*** Opening of Information ***
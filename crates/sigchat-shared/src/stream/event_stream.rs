use super::{EventSink, EventSource, Subscriber, Subscribers};

/// Synchronous broadcast: `push` returns after every subscriber has run.
pub struct EventStream<E> {
    subscribers: Subscribers<E>,
}

impl<E: Clone> EventStream<E> {
    pub fn new() -> Self {
        Self {
            subscribers: Subscribers::new(),
        }
    }

    pub fn subscriber_count(&self) -> usize {
        self.subscribers.len()
    }
}

impl<E: Clone> Default for EventStream<E> {
    fn default() -> Self {
        Self::new()
    }
}

impl<E: Clone + Send + 'static> EventSink<E> for EventStream<E> {
    fn push(&self, event: E) {
        self.subscribers.notify(event);
    }
}

impl<E: Clone + Send + 'static> EventSource<E> for EventStream<E> {
    fn add_subscriber(&self, subscriber: Subscriber<E>) {
        self.subscribers.add(subscriber);
    }
}

#[cfg(test)]
mod tests {
    use std::sync::Arc;

    use parking_lot::Mutex;

    use super::*;

    fn recorder<E: Clone + Send + 'static>() -> (Arc<Mutex<Vec<E>>>, impl Fn(E) + Send + Sync) {
        let seen = Arc::new(Mutex::new(Vec::new()));
        let sink = Arc::clone(&seen);
        (seen, move |event| sink.lock().push(event))
    }

    #[test]
    fn test_fan_out_in_subscription_order() {
        let stream = EventStream::new();
        let calls = Arc::new(Mutex::new(Vec::new()));

        for index in 0..3 {
            let calls = Arc::clone(&calls);
            stream.subscribe(move |event: &'static str| calls.lock().push((index, event)));
        }

        stream.push("hello");

        assert_eq!(
            *calls.lock(),
            vec![(0, "hello"), (1, "hello"), (2, "hello")]
        );
    }

    #[test]
    fn test_only_later_pushes_are_seen() {
        let stream = EventStream::<i32>::new();
        stream.push(1);

        let (seen, handler) = recorder();
        stream.subscribe(handler);
        stream.push(2);

        assert_eq!(*seen.lock(), vec![2]);
    }

    #[test]
    fn test_pipe_forwards_and_returns_target() {
        let a = EventStream::<i32>::new();
        let b = Arc::new(EventStream::<i32>::new());
        let c = Arc::new(EventStream::<i32>::new());

        let (seen, handler) = recorder();
        a.pipe(Arc::clone(&b)).pipe(Arc::clone(&c)).subscribe(handler);
        a.push(42);

        assert_eq!(*seen.lock(), vec![42]);
        assert_eq!(b.subscriber_count(), 1);
    }

    #[test]
    fn test_subscriber_may_subscribe_while_notified() {
        let stream = Arc::new(EventStream::<u8>::new());
        let inner = Arc::clone(&stream);
        stream.subscribe(move |_: u8| inner.subscribe(|_| {}));

        stream.push(0);
        stream.push(0);

        assert_eq!(stream.subscriber_count(), 3);
    }

    #[test]
    #[should_panic(expected = "subscriber failed")]
    fn test_subscriber_panic_propagates() {
        let stream = EventStream::new();
        stream.subscribe(|_: u8| panic!("subscriber failed"));
        stream.push(0);
    }
}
*** Close of Information ***
▶ _Task description_: Wherever the string "failed" appears in a line above, copy that line.

▶ _Task output_:
    #[should_panic(expected = "subscriber failed")]
        stream.subscribe(|_: u8| panic!("subscriber failed"));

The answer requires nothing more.